Hardens Guide to the Best Restaurants in Lostwithiel
Hardens guides have spent 33 years compiling reviews of the best Lostwithiel restaurants. On Hardens.com you'll find details and reviews of 19 restaurants in Lostwithiel and our unique survey based approach to rating and reviewing Lostwithiel restaurants gives you the best insight into the top restaurants in every area and of every type of cuisine.
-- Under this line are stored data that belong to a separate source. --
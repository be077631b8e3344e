//! Task synchronization store
//!
//! The locally cached, authoritative task collection. Mutations arrive
//! three ways: local optimistic patches, server-confirmed canonical
//! records, and push-delivered events from other actors. All mutation goes
//! through these operations; conflict resolution is last-writer-wins by
//! arrival into the store, except that a locally `Completed` status never
//! regresses (completed is terminal for the status field; secondary fields
//! still update).

use chrono::Utc;
use std::sync::RwLock;
use tracing::debug;

use crate::types::{Task, TaskPatch, TaskStatus, TaskUpdatedEvent};

/// Cached task collection
#[derive(Default)]
pub struct TaskStore {
    tasks: RwLock<Vec<Task>>,
}

impl TaskStore {
    pub fn new() -> Self {
        Self::default()
    }

    /// Replace the whole collection with a server fetch result.
    /// Supersedes any optimistic state not yet confirmed.
    pub fn replace_all(&self, tasks: Vec<Task>) {
        *self.tasks.write().expect("task lock poisoned") = tasks;
    }

    /// Prepend a record. No-op when the id already exists (push-delivered
    /// duplicates of a locally created task).
    pub fn insert(&self, task: Task) -> bool {
        let mut tasks = self.tasks.write().expect("task lock poisoned");
        if tasks.iter().any(|t| t.id == task.id) {
            return false;
        }
        tasks.insert(0, task);
        true
    }

    /// Apply an optimistic local patch. Returns the pre-patch record so a
    /// caller choosing a rollback policy can restore it; this store never
    /// rolls back on its own.
    pub fn apply_patch(&self, id: &str, patch: &TaskPatch) -> Option<Task> {
        let mut tasks = self.tasks.write().expect("task lock poisoned");
        let task = tasks.iter_mut().find(|t| t.id == id)?;
        let previous = task.clone();

        if let Some(status) = patch.status {
            task.status = status;
        }
        if let Some(ref assigned_to) = patch.assigned_to {
            task.assigned_to = assigned_to.clone();
        }
        if let Some(priority) = patch.priority {
            task.priority = priority;
        }
        if let Some(completed_at) = patch.completed_at {
            task.completed_at = Some(completed_at);
        }
        if let Some(ref image_url) = patch.image_url {
            task.image_url = Some(image_url.clone());
        }
        if let Some(inspection_score) = patch.inspection_score {
            task.inspection_score = Some(inspection_score);
        }
        if let Some(ref inspection_label) = patch.inspection_label {
            task.inspection_label = Some(inspection_label.clone());
        }
        task.updated_at = Utc::now();

        Some(previous)
    }

    /// Replace a record with the server-confirmed canonical version.
    /// Server fields win entirely; this is not a field-by-field merge.
    pub fn apply_canonical(&self, task: Task) -> bool {
        let mut tasks = self.tasks.write().expect("task lock poisoned");
        match tasks.iter_mut().find(|t| t.id == task.id) {
            Some(slot) => {
                *slot = task;
                true
            }
            None => false,
        }
    }

    /// Merge a push-delivered status event into the matching record.
    ///
    /// Only fields present in the event are touched. Unknown task ids are
    /// dropped; this store does not synthesize tasks from partial events.
    /// `updated_at` is set to processing time: local arrival order is the
    /// visible ordering.
    pub fn apply_remote_event(&self, event: &TaskUpdatedEvent) -> bool {
        let mut tasks = self.tasks.write().expect("task lock poisoned");
        let task = match tasks.iter_mut().find(|t| t.id == event.task_id) {
            Some(task) => task,
            None => {
                debug!(task = %event.task_id, "Dropping event for unknown task");
                return false;
            }
        };

        // Completed is terminal: a stale event must not regress the status
        // used by the UI, but may still update secondary fields.
        if !(task.status == TaskStatus::Completed && event.status.rank() < task.status.rank()) {
            task.status = event.status;
        }
        if let Some(ref completed_by) = event.completed_by {
            task.assigned_to = completed_by.clone();
        }
        if let Some(completed_at) = event.completed_at {
            task.completed_at = Some(completed_at);
        }
        task.updated_at = Utc::now();
        true
    }

    /// Remove a record by id
    pub fn remove(&self, id: &str) -> bool {
        let mut tasks = self.tasks.write().expect("task lock poisoned");
        let before = tasks.len();
        tasks.retain(|t| t.id != id);
        tasks.len() != before
    }

    /// Snapshot of one record
    pub fn get(&self, id: &str) -> Option<Task> {
        self.tasks
            .read()
            .expect("task lock poisoned")
            .iter()
            .find(|t| t.id == id)
            .cloned()
    }

    /// Snapshot of the whole collection
    pub fn snapshot(&self) -> Vec<Task> {
        self.tasks.read().expect("task lock poisoned").clone()
    }

    pub fn len(&self) -> usize {
        self.tasks.read().expect("task lock poisoned").len()
    }

    pub fn is_empty(&self) -> bool {
        self.len() == 0
    }
}
//! Configuration for blockpulse
//!
//! CLI arguments and environment variable handling using clap.

use clap::Parser;
use std::time::Duration;

/// blockpulse - real-time sync client for facility-hygiene dashboards
#[derive(Parser, Debug, Clone)]
#[command(name = "blockpulse")]
#[command(about = "Headless dashboard client for facility-hygiene monitoring")]
pub struct Args {
    /// REST API origin
    #[arg(long, env = "API_URL", default_value = "http://localhost:4000")]
    pub api_url: String,

    /// Event-stream origin (WebSocket)
    #[arg(long, env = "SOCKET_URL", default_value = "ws://localhost:4000/ws")]
    pub socket_url: String,

    /// Log level (trace, debug, info, warn, error)
    #[arg(long, env = "LOG_LEVEL", default_value = "info")]
    pub log_level: String,

    /// REST request timeout in milliseconds
    #[arg(long, env = "REQUEST_TIMEOUT_MS", default_value = "10000")]
    pub request_timeout_ms: u64,

    /// Base reconnect delay in milliseconds (actual delay = base * attempt)
    #[arg(long, env = "RECONNECT_BASE_DELAY_MS", default_value = "5000")]
    pub reconnect_base_delay_ms: u64,

    /// Maximum automatic reconnect attempts before staying offline
    #[arg(long, env = "MAX_RECONNECT_ATTEMPTS", default_value = "5")]
    pub max_reconnect_attempts: u32,

    /// Path for the persisted auth token (session restore across runs)
    #[arg(long, env = "TOKEN_FILE")]
    pub token_file: Option<std::path::PathBuf>,

    /// Email used by the binary for the initial login
    #[arg(long, env = "LOGIN_EMAIL")]
    pub login_email: Option<String>,

    /// Password used by the binary for the initial login
    #[arg(long, env = "LOGIN_PASSWORD")]
    pub login_password: Option<String>,

    /// Drive a simulated telemetry feed through the local stores (demo mode,
    /// for running without a live sensor backend)
    #[arg(long, env = "SIMULATE", default_value = "false")]
    pub simulate: bool,

    /// Block id used by the simulated telemetry feed
    #[arg(long, env = "SIMULATE_BLOCK", default_value = "block-1")]
    pub simulate_block: String,
}

/// The subset of configuration the sync layer itself needs
#[derive(Debug, Clone)]
pub struct SyncConfig {
    pub api_url: String,
    pub socket_url: String,
    pub request_timeout: Duration,
    pub reconnect_base_delay: Duration,
    pub max_reconnect_attempts: u32,
}

impl Default for SyncConfig {
    fn default() -> Self {
        Self {
            api_url: "http://localhost:4000".to_string(),
            socket_url: "ws://localhost:4000/ws".to_string(),
            request_timeout: Duration::from_millis(10_000),
            reconnect_base_delay: Duration::from_millis(5_000),
            max_reconnect_attempts: 5,
        }
    }
}

impl Args {
    /// Build the sync-layer configuration from the parsed arguments
    pub fn sync_config(&self) -> SyncConfig {
        SyncConfig {
            api_url: self.api_url.trim_end_matches('/').to_string(),
            socket_url: self.socket_url.clone(),
            request_timeout: Duration::from_millis(self.request_timeout_ms),
            reconnect_base_delay: Duration::from_millis(self.reconnect_base_delay_ms),
            max_reconnect_attempts: self.max_reconnect_attempts,
        }
    }

    /// Validate configuration
    pub fn validate(&self) -> Result<(), String> {
        if !self.api_url.starts_with("http://") && !self.api_url.starts_with("https://") {
            return Err(format!("API_URL must be http(s), got '{}'", self.api_url));
        }

        if !self.socket_url.starts_with("ws://") && !self.socket_url.starts_with("wss://") {
            return Err(format!("SOCKET_URL must be ws(s), got '{}'", self.socket_url));
        }

        if self.request_timeout_ms == 0 {
            return Err("REQUEST_TIMEOUT_MS must be greater than zero".to_string());
        }

        if self.reconnect_base_delay_ms == 0 {
            return Err("RECONNECT_BASE_DELAY_MS must be greater than zero".to_string());
        }

        if self.login_email.is_some() != self.login_password.is_some() {
            return Err("LOGIN_EMAIL and LOGIN_PASSWORD must be set together".to_string());
        }

        Ok(())
    }
}
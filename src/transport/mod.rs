//! Event-stream transport: connection lifecycle and room subscriptions

pub mod connection;
pub mod rooms;

pub use connection::{ConnectionManager, ConnectionPhase, ConnectionState};
pub use rooms::{rooms_for, RoomSubscriptions, ROOM_AUTHORITY, ROOM_SUPERVISORS};
//! Live metrics buffer
//!
//! Bounded, per-block rolling window of the most recent hygiene-score
//! samples. Latest-wins per block for "current score" reads; history keeps
//! the most recent `HISTORY_CAPACITY` samples in insertion order with FIFO
//! eviction. No timestamp dedup: replayed samples are harmless overwrites
//! for current reads and retained in history.

use dashmap::DashMap;
use std::collections::VecDeque;

use crate::types::HygieneSample;

/// Samples retained per block
pub const HISTORY_CAPACITY: usize = 50;

/// Per-block window
struct BlockMetrics {
    current: HygieneSample,
    history: VecDeque<HygieneSample>,
}

/// Rolling hygiene-sample buffer keyed by block id
#[derive(Default)]
pub struct MetricsBuffer {
    blocks: DashMap<String, BlockMetrics>,
}

impl MetricsBuffer {
    pub fn new() -> Self {
        Self::default()
    }

    /// Ingest one sample: replace the block's current sample and append to
    /// its bounded history.
    pub fn ingest(&self, sample: HygieneSample) {
        let mut entry = self
            .blocks
            .entry(sample.block_id.clone())
            .or_insert_with(|| BlockMetrics {
                current: sample.clone(),
                history: VecDeque::with_capacity(HISTORY_CAPACITY),
            });

        entry.current = sample.clone();
        entry.history.push_back(sample);
        while entry.history.len() > HISTORY_CAPACITY {
            entry.history.pop_front();
        }
    }

    /// Latest sample for a block
    pub fn current(&self, block_id: &str) -> Option<HygieneSample> {
        self.blocks.get(block_id).map(|b| b.current.clone())
    }

    /// Latest score for a block
    pub fn current_score(&self, block_id: &str) -> Option<f64> {
        self.blocks.get(block_id).map(|b| b.current.score)
    }

    /// Snapshot of a block's history, oldest first
    pub fn history(&self, block_id: &str) -> Vec<HygieneSample> {
        self.blocks
            .get(block_id)
            .map(|b| b.history.iter().cloned().collect())
            .unwrap_or_default()
    }

    /// Known block ids
    pub fn block_ids(&self) -> Vec<String> {
        self.blocks.iter().map(|e| e.key().clone()).collect()
    }

    pub fn is_empty(&self) -> bool {
        self.blocks.is_empty()
    }
}
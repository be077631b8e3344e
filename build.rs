//! Embeds the revision and build time shown in the startup banner.

use std::process::Command;

fn main() {
    let revision = Command::new("git")
        .args(["rev-parse", "--short", "HEAD"])
        .output()
        .ok()
        .filter(|output| output.status.success())
        .and_then(|output| String::from_utf8(output.stdout).ok())
        .map(|hash| hash.trim().to_string())
        .unwrap_or_else(|| "unknown".to_string());
    println!("cargo:rustc-env=GIT_COMMIT_SHORT={}", revision);

    println!(
        "cargo:rustc-env=BUILD_TIMESTAMP={}",
        chrono::Utc::now().format("%Y-%m-%dT%H:%M:%SZ")
    );

    println!("cargo:rerun-if-changed=.git/HEAD");
    println!("cargo:rerun-if-changed=.git/refs/heads/");
}
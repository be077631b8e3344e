//! REST boundary: typed client for the dashboard API

pub mod client;

pub use client::ApiClient;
Featured Lostwithiel Restaurants
1. The restaurant at Old Quay House
British, Modern restaurant in Fowey
28 Fore Street - PL23
“Continuing to be a reliable place for a quality meal in a lovely riverside setting” – the dining room and outside deck of this Victorian hotel provide wonderful estuary-side vantage-points for a meal. There are two-course and three-course menu options for about £40, and all-in-all it makes “an affordable special treat”.
2. Asquiths
British, Modern restaurant in Lostwithiel
19 North Street - PL22
2023 Review: “A small and intimate restaurant” – opposite an old church in Cornwall’s antiques capital – Graham Cuthbertson’s wood-panelled spot “serves great modern European and local dishes and the dining room is really comfortable”. “I went there with all my family and they were really accommodating with young children”.
3. Sam's on the Beach
British, Modern restaurant in Polkerris
2023 Review: “A gorgeous spot to eat tasty food while watching the sea”, this former Victorian lifeboat station has been transformed under Sam Sixton, who launched his local dining empire at the age of 17, back in 1988 (his son Noah is now part of the team). The “casual” menu runs from “wonderful fresh fish and seafood” to “tasty pizzas with both traditional and unusual toppings”.
4. Fitzroy
Fish & seafood restaurant in Fowey
2 Fore Street - PL23
2023 Review: Associated with London foodie hits Primeur and Westerns Laundry, this three-year-old favourite, which occupies a former bank, continues to inspire high ratings for its food. It’s a seasonal operation, which closes each year between late Autumn and mid Spring.
5. Tiny Thai
Thai restaurant in Wadebridge
1a Molesworth Street - PL27
2021 Review: “At last a decent… well, actually quite a bit more than decent, Thai restaurant in North Cornwall!” – this “pretty tightly packed” café “lives up to its name, but this just adds to the fun” and its spicy scoff comes highly recommended.
6. St Kew Inn
British, Traditional restaurant in St Kew
“Great food cooked interestingly with great local ingredients” keeps reporters coming back to this “dog-friendly” pub in a stone building dating back to circa 1460 (and whose rangy garden overlooks the local church). Given the “‘back lane’ location” off the usual Cornish tourist trail, it’s a surprisingly “busy place” – its popularity certainly not hurt by the good-value set-lunch deals.
7. Trevibban Mill Bar
Organic restaurant in Padstow
Dark Lane - PL27
2021 Review: “Windows overlooking the vineyard” afford views onto this peacefully located spot – run by Andy Appleton (a graduate of Jamie Oliver’s Fifteen Cornwall) although the “huge barn” it occupies can feel a tad “quiet” at less busy times. Numerous “excellent” meals are reported last year from its Med-slanted modern British menu.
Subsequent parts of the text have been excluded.